__Assignment__
Could you retype, exactly as written, every line from the top of the records through the line that contains "use serde::Deserialize;"?

[Collected data entries]
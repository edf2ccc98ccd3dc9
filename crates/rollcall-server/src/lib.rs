//! HTTP server wiring for rollcall.
//!
//! Loads [`ServerConfig`], and mounts the JSON API from `rollcall-api` under
//! `/api` with request tracing.

use std::{
  path::{Path, PathBuf},
  sync::Arc,
};

use axum::Router;
use chrono_tz::Tz;
use config::{Config, ConfigError, Environment, Source};
use rollcall_core::store::ScheduleStore;
use serde::Deserialize;
use tower_http::trace::TraceLayer;

// ─── Configuration ────────────────────────────────────────────────────────────

/// Runtime server configuration, deserialised from `config.toml` and
/// `ROLLCALL_*` environment variables.
#[derive(Debug, Deserialize, Clone)]
pub struct ServerConfig {
  #[serde(default = "default_host")]
  pub host:       String,
  #[serde(default = "default_port")]
  pub port:       u16,
  pub store_path: PathBuf,
  /// IANA zone name in which attendance times are interpreted.
  #[serde(default = "default_timezone")]
  pub timezone:   Tz,
}

fn default_host() -> String { "127.0.0.1".into() }

fn default_port() -> u16 { 8080 }

fn default_timezone() -> Tz { chrono_tz::UTC }

/// Layer `env` over `file` and deserialise the result.
pub fn load_config<F>(file: F, env: Environment) -> Result<ServerConfig, ConfigError>
where
  F: Source + Send + Sync + 'static,
{
  Config::builder()
    .add_source(file)
    .add_source(env)
    .build()?
    .try_deserialize()
}

/// Expand a leading `~` to the user's home directory.
pub fn expand_tilde(path: &Path) -> PathBuf {
  let s = path.to_string_lossy();
  if let Some(rest) = s.strip_prefix("~/")
    && let Ok(home) = std::env::var("HOME")
  {
    return PathBuf::from(home).join(rest);
  }
  path.to_path_buf()
}

// ─── Router ───────────────────────────────────────────────────────────────────

/// Build the full application router: the API under `/api`, traced.
pub fn router<S>(store: Arc<S>, zone: Tz) -> Router
where
  S: ScheduleStore + 'static,
{
  Router::new()
    .nest("/api", rollcall_api::api_router(store, zone))
    .layer(TraceLayer::new_for_http())
}

#[cfg(test)]
mod tests {
  use std::collections::HashMap;

  use axum::{
    body::Body,
    http::{Request, StatusCode},
  };
  use config::{File, FileFormat};
  use rollcall_store_sqlite::SqliteStore;
  use tower::ServiceExt;

  use super::*;

  fn env(vars: &[(&str, &str)]) -> Environment {
    let map: HashMap<String, String> =
      vars.iter().map(|(k, v)| (k.to_string(), v.to_string())).collect();
    Environment::with_prefix("ROLLCALL").source(Some(map))
  }

  #[test]
  fn config_reads_toml() {
    let toml = r#"
      host = "0.0.0.0"
      port = 9000
      store_path = "/var/lib/rollcall.db"
      timezone = "Asia/Shanghai"
    "#;
    let cfg = load_config(File::from_str(toml, FileFormat::Toml), env(&[])).unwrap();
    assert_eq!(cfg.host, "0.0.0.0");
    assert_eq!(cfg.port, 9000);
    assert_eq!(cfg.store_path, PathBuf::from("/var/lib/rollcall.db"));
    assert_eq!(cfg.timezone, chrono_tz::Asia::Shanghai);
  }

  #[test]
  fn config_defaults_and_env_override() {
    let toml = r#"store_path = "rollcall.db""#;
    let cfg = load_config(
      File::from_str(toml, FileFormat::Toml),
      env(&[("ROLLCALL_STORE_PATH", "other.db")]),
    )
    .unwrap();
    assert_eq!(cfg.host, "127.0.0.1");
    assert_eq!(cfg.port, 8080);
    assert_eq!(cfg.timezone, chrono_tz::UTC);
    assert_eq!(cfg.store_path, PathBuf::from("other.db"));
  }

  #[test]
  fn config_rejects_unknown_zone() {
    let toml = r#"
      store_path = "rollcall.db"
      timezone = "Mars/Olympus_Mons"
    "#;
    assert!(load_config(File::from_str(toml, FileFormat::Toml), env(&[])).is_err());
  }

  #[test]
  fn tilde_expands_to_home() {
    let Ok(home) = std::env::var("HOME") else { return };
    assert_eq!(
      expand_tilde(Path::new("~/data/rollcall.db")),
      PathBuf::from(home).join("data/rollcall.db")
    );
    assert_eq!(expand_tilde(Path::new("/abs/x.db")), PathBuf::from("/abs/x.db"));
    assert_eq!(expand_tilde(Path::new("~other/x.db")), PathBuf::from("~other/x.db"));
  }

  #[tokio::test]
  async fn api_is_mounted_under_prefix() {
    let store = SqliteStore::open_in_memory().await.unwrap();
    let app = router(Arc::new(store), chrono_tz::UTC);

    let ok = app
      .clone()
      .oneshot(Request::get("/api/timetable/slots").body(Body::empty()).unwrap())
      .await
      .unwrap();
    assert_eq!(ok.status(), StatusCode::OK);

    let missing = app
      .oneshot(Request::get("/timetable/slots").body(Body::empty()).unwrap())
      .await
      .unwrap();
    assert_eq!(missing.status(), StatusCode::NOT_FOUND);
  }
}
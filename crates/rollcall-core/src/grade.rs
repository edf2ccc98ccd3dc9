//! Grade records.
//!
//! Grades have no natural key: every submission appends a new row, so the
//! same student can hold several grades for one course and semester.

use chrono::{DateTime, Utc};
use serde::{Deserialize, Serialize};

#[derive(Debug, Clone, PartialEq, Eq, Serialize, Deserialize)]
pub struct GradeRecord {
  pub id:            i64,
  pub student_id:    i64,
  pub course_id:     i64,
  pub teacher_id:    i64,
  /// Free-text symbol, e.g. `"A-"` or `"85"`.
  pub grade:         String,
  pub semester:      String,
  pub academic_year: String,
  pub comments:      Option<String>,
  pub created_at:    DateTime<Utc>,
}

/// Input to [`crate::store::ScheduleStore::insert_grade`].
#[derive(Debug, Clone, PartialEq, Eq)]
pub struct NewGrade {
  pub student_id:    i64,
  pub course_id:     i64,
  pub teacher_id:    i64,
  pub grade:         String,
  pub semester:      String,
  pub academic_year: String,
  pub comments:      Option<String>,
}

/// A batch of grades for one course, submitted by one teacher.
#[derive(Debug, Clone, Serialize, Deserialize)]
pub struct GradeBatch {
  pub course_id:     i64,
  pub teacher_id:    i64,
  pub semester:      String,
  pub academic_year: String,
  pub entries:       Vec<GradeEntry>,
}

#[derive(Debug, Clone, Serialize, Deserialize)]
pub struct GradeEntry {
  pub student_id: i64,
  pub grade:      String,
  #[serde(default)]
  pub comments:   Option<String>,
}

/// Parameters for [`crate::store::ScheduleStore::list_grades`].
#[derive(Debug, Clone, Default, Deserialize)]
pub struct GradeQuery {
  pub student_id:    Option<i64>,
  pub course_id:     Option<i64>,
  pub semester:      Option<String>,
  pub academic_year: Option<String>,
}
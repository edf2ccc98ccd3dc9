//! The `ScheduleStore` trait.
//!
//! The trait is implemented by storage backends (e.g. `rollcall-store-sqlite`).
//! The operations in [`crate::schedule`], [`crate::resolve`] and
//! [`crate::record`] depend on this abstraction, not on any concrete backend.

use std::future::Future;

use chrono::NaiveDate;

use crate::{
  attendance::{AttendanceQuery, AttendanceRecord, AttendanceUpsert},
  class::{ClassGroup, NewClassGroup},
  grade::{GradeQuery, GradeRecord, NewGrade},
  timetable::{NewSlot, SlotQuery, TimetableSlot},
};

/// Abstraction over the persistence backend of the scheduling core.
///
/// The store performs no scheduling validation of its own: conflict checks
/// and field validation happen in the core before a write reaches it. The one
/// guarantee it must provide itself is that [`upsert_attendance`] is atomic.
///
/// All methods return `Send` futures so the trait can be used in multi-threaded
/// async runtimes (e.g. tokio with `axum`).
///
/// [`upsert_attendance`]: ScheduleStore::upsert_attendance
pub trait ScheduleStore: Send + Sync {
  type Error: std::error::Error + Send + Sync + 'static;

  // ── Timetable slots ───────────────────────────────────────────────────

  fn insert_slot(
    &self,
    slot: NewSlot,
  ) -> impl Future<Output = Result<TimetableSlot, Self::Error>> + Send + '_;

  /// Replace every field of slot `id`. Returns `None` if it does not exist.
  fn update_slot(
    &self,
    id: i64,
    slot: NewSlot,
  ) -> impl Future<Output = Result<Option<TimetableSlot>, Self::Error>> + Send + '_;

  fn get_slot(
    &self,
    id: i64,
  ) -> impl Future<Output = Result<Option<TimetableSlot>, Self::Error>> + Send + '_;

  /// Returns `false` if there was nothing to delete.
  fn delete_slot(
    &self,
    id: i64,
  ) -> impl Future<Output = Result<bool, Self::Error>> + Send + '_;

  /// Slots matching every predicate set in `query`, ordered by id.
  fn find_slots<'a>(
    &'a self,
    query: &'a SlotQuery,
  ) -> impl Future<Output = Result<Vec<TimetableSlot>, Self::Error>> + Send + 'a;

  // ── Class groups ──────────────────────────────────────────────────────

  fn add_class(
    &self,
    input: NewClassGroup,
  ) -> impl Future<Output = Result<ClassGroup, Self::Error>> + Send + '_;

  fn get_class(
    &self,
    id: i64,
  ) -> impl Future<Output = Result<Option<ClassGroup>, Self::Error>> + Send + '_;

  /// Add a student to a class. Adding an existing member is a no-op.
  fn add_class_member(
    &self,
    class_id: i64,
    student_id: i64,
  ) -> impl Future<Output = Result<(), Self::Error>> + Send + '_;

  fn class_members(
    &self,
    class_id: i64,
  ) -> impl Future<Output = Result<Vec<i64>, Self::Error>> + Send + '_;

  /// Active classes containing `student_id` whose inclusive date window
  /// contains `date`, ordered by id.
  fn active_classes_for_student(
    &self,
    student_id: i64,
    date: NaiveDate,
  ) -> impl Future<Output = Result<Vec<ClassGroup>, Self::Error>> + Send + '_;

  // ── Attendance ────────────────────────────────────────────────────────

  /// Insert or update the record for `(student_id, course_id, date)` in a
  /// single atomic step and return the stored record.
  fn upsert_attendance(
    &self,
    input: AttendanceUpsert,
  ) -> impl Future<Output = Result<AttendanceRecord, Self::Error>> + Send + '_;

  fn list_attendance<'a>(
    &'a self,
    query: &'a AttendanceQuery,
  ) -> impl Future<Output = Result<Vec<AttendanceRecord>, Self::Error>> + Send + 'a;

  // ── Grades ────────────────────────────────────────────────────────────

  /// Append a grade row. Never deduplicates.
  fn insert_grade(
    &self,
    input: NewGrade,
  ) -> impl Future<Output = Result<GradeRecord, Self::Error>> + Send + '_;

  fn list_grades<'a>(
    &'a self,
    query: &'a GradeQuery,
  ) -> impl Future<Output = Result<Vec<GradeRecord>, Self::Error>> + Send + 'a;
}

__Expected answer__
repository edf2ccc98ccd3dc9
filename crates/rollcall-server/src/lib.rs
//! HTTP server wiring for rollcall.
//!
//! Loads [`ServerConfig`], and mounts the JSON API from `rollcall-api` under
//! `/api` with request tracing.

use std::{
  path::{Path, PathBuf},
  sync::Arc,
};

use axum::Router;
use chrono_tz::Tz;
use config::{Config, ConfigError, Environment, Source};
use rollcall_core::store::ScheduleStore;
use serde::Deserialize;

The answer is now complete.